◆ **WHAT THE TASK REQUIRES**:
In the records below, which lines include "zwischen"? Copy them.

◆ **MATERIAL FOR THE TASK**:
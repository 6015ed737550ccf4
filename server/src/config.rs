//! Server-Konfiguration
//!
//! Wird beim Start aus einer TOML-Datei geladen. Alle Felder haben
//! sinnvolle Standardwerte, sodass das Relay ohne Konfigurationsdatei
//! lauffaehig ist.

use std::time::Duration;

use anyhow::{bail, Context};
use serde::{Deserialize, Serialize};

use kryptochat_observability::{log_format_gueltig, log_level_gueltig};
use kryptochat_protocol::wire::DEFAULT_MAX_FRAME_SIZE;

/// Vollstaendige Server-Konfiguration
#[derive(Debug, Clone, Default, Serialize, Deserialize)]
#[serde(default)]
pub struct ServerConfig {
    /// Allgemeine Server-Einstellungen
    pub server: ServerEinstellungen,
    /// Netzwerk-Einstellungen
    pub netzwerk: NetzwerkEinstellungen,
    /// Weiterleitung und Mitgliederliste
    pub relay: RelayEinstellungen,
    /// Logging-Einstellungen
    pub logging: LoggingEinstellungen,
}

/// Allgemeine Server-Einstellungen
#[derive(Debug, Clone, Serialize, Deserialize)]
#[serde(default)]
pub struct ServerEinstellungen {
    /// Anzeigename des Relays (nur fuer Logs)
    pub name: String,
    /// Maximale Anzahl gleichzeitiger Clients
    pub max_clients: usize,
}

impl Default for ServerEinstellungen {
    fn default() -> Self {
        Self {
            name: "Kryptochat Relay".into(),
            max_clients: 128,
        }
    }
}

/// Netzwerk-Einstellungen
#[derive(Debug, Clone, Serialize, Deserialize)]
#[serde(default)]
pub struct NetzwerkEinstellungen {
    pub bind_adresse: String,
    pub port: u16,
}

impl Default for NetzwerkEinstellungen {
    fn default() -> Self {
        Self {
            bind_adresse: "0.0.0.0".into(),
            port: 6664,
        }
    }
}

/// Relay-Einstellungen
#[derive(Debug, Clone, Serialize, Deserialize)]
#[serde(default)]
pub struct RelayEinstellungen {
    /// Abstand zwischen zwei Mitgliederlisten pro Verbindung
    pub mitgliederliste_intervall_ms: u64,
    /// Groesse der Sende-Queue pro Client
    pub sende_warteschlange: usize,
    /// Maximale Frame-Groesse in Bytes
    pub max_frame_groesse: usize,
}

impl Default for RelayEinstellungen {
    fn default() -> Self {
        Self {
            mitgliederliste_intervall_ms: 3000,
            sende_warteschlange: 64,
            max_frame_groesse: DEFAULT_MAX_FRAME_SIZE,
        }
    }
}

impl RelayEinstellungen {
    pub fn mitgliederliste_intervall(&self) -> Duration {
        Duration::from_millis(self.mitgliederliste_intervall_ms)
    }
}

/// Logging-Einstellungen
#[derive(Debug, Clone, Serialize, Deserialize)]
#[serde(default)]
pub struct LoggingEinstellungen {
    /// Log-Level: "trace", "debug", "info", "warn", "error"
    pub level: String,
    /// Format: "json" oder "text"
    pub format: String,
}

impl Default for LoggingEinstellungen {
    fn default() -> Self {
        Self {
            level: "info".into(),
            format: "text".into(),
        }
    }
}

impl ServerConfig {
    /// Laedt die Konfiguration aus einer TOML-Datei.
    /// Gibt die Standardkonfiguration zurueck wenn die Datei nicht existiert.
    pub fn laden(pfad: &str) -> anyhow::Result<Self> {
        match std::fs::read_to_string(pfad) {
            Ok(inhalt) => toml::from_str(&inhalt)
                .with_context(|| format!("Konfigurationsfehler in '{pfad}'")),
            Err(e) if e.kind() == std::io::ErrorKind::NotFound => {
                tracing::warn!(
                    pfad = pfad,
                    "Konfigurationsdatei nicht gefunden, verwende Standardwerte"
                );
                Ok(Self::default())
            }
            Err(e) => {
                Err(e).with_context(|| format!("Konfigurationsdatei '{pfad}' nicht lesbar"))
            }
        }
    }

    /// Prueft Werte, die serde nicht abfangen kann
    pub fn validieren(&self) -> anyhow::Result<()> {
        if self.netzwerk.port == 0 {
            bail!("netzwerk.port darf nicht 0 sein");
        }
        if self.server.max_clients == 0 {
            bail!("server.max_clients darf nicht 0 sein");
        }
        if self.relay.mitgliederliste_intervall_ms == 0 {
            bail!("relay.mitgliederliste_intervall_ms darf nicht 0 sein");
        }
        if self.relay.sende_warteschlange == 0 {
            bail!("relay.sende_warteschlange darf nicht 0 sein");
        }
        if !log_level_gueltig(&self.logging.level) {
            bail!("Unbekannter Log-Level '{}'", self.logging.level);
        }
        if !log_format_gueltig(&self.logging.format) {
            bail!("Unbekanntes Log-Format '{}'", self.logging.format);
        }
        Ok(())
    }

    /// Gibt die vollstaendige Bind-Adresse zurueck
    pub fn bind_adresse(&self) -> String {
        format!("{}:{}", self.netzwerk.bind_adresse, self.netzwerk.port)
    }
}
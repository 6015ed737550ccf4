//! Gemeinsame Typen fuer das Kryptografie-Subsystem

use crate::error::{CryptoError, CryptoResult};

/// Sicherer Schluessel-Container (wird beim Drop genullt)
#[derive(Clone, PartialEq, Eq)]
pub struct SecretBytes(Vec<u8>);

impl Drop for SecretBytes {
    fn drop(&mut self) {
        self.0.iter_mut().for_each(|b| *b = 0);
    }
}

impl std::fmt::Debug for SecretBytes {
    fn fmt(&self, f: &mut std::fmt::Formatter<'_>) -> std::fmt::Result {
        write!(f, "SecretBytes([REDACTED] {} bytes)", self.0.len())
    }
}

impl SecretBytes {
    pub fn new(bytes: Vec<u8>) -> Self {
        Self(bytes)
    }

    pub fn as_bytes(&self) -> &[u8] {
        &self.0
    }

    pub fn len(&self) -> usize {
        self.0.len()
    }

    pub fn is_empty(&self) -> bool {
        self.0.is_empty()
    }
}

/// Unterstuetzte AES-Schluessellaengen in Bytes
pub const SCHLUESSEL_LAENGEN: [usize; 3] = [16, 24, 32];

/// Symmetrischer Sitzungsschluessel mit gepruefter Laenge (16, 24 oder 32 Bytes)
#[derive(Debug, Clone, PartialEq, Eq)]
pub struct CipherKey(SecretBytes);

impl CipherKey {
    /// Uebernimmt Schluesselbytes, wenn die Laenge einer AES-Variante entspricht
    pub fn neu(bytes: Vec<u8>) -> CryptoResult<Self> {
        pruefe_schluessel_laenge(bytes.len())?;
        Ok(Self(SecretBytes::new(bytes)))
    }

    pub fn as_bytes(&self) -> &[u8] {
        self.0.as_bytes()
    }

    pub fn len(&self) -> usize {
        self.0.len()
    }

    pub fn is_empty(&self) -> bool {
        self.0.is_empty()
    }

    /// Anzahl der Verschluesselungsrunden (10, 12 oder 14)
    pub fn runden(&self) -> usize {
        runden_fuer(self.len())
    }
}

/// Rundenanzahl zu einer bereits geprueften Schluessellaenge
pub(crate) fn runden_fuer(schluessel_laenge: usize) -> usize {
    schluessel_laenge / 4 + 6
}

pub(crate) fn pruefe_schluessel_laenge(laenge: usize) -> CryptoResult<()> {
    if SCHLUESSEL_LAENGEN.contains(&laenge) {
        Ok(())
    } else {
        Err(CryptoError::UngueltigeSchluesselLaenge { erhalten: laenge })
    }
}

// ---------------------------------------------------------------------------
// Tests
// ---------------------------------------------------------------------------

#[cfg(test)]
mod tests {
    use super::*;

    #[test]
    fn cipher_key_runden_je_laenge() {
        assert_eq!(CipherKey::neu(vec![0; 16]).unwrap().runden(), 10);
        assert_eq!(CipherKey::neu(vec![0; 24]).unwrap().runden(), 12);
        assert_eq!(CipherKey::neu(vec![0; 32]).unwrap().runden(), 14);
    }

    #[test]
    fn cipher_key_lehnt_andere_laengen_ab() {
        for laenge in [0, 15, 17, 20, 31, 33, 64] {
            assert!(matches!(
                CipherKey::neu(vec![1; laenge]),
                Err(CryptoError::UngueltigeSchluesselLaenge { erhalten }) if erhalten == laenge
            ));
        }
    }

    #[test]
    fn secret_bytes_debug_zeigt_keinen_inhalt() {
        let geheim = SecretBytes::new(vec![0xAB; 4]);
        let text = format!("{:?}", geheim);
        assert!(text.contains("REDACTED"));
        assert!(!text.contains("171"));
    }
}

--

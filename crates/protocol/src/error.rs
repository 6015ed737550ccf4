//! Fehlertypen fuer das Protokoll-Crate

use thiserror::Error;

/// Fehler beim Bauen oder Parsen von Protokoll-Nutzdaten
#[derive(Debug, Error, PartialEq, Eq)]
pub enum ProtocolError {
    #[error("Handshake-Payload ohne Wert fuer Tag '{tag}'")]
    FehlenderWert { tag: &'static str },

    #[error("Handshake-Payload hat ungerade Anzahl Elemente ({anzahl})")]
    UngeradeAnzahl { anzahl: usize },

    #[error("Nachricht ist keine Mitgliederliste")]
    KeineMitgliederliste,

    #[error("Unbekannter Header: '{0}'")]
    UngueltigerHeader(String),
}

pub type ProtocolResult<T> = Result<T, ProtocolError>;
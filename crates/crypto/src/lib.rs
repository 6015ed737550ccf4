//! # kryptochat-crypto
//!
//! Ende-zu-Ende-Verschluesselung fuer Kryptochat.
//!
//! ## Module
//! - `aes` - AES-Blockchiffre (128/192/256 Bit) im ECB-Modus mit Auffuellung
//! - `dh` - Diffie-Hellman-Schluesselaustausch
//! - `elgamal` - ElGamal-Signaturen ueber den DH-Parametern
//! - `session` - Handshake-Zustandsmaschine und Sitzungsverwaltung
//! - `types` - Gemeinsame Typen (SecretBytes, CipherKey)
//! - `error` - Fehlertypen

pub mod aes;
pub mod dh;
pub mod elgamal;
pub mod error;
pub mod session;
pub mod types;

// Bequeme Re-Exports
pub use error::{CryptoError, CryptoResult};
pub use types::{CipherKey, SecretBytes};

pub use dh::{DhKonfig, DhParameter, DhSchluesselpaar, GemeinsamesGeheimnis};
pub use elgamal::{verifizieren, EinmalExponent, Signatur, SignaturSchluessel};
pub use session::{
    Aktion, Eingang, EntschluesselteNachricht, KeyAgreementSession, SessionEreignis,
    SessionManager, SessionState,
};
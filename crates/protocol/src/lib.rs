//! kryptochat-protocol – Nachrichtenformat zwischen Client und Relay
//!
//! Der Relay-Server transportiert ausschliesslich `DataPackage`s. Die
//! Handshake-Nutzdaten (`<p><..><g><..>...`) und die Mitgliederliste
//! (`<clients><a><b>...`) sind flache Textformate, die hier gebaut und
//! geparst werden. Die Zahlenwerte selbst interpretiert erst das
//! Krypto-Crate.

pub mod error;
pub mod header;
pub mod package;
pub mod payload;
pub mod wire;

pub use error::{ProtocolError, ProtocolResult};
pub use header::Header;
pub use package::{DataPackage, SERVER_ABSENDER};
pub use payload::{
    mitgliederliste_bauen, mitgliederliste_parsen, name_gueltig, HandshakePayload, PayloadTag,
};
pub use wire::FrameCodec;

◆ **SOLUTION TO THIS EXERCISE**:
    /// Abstand zwischen zwei Mitgliederlisten pro Verbindung
//! kryptochat-protocol – Nachrichtenformat zwischen Client und Relay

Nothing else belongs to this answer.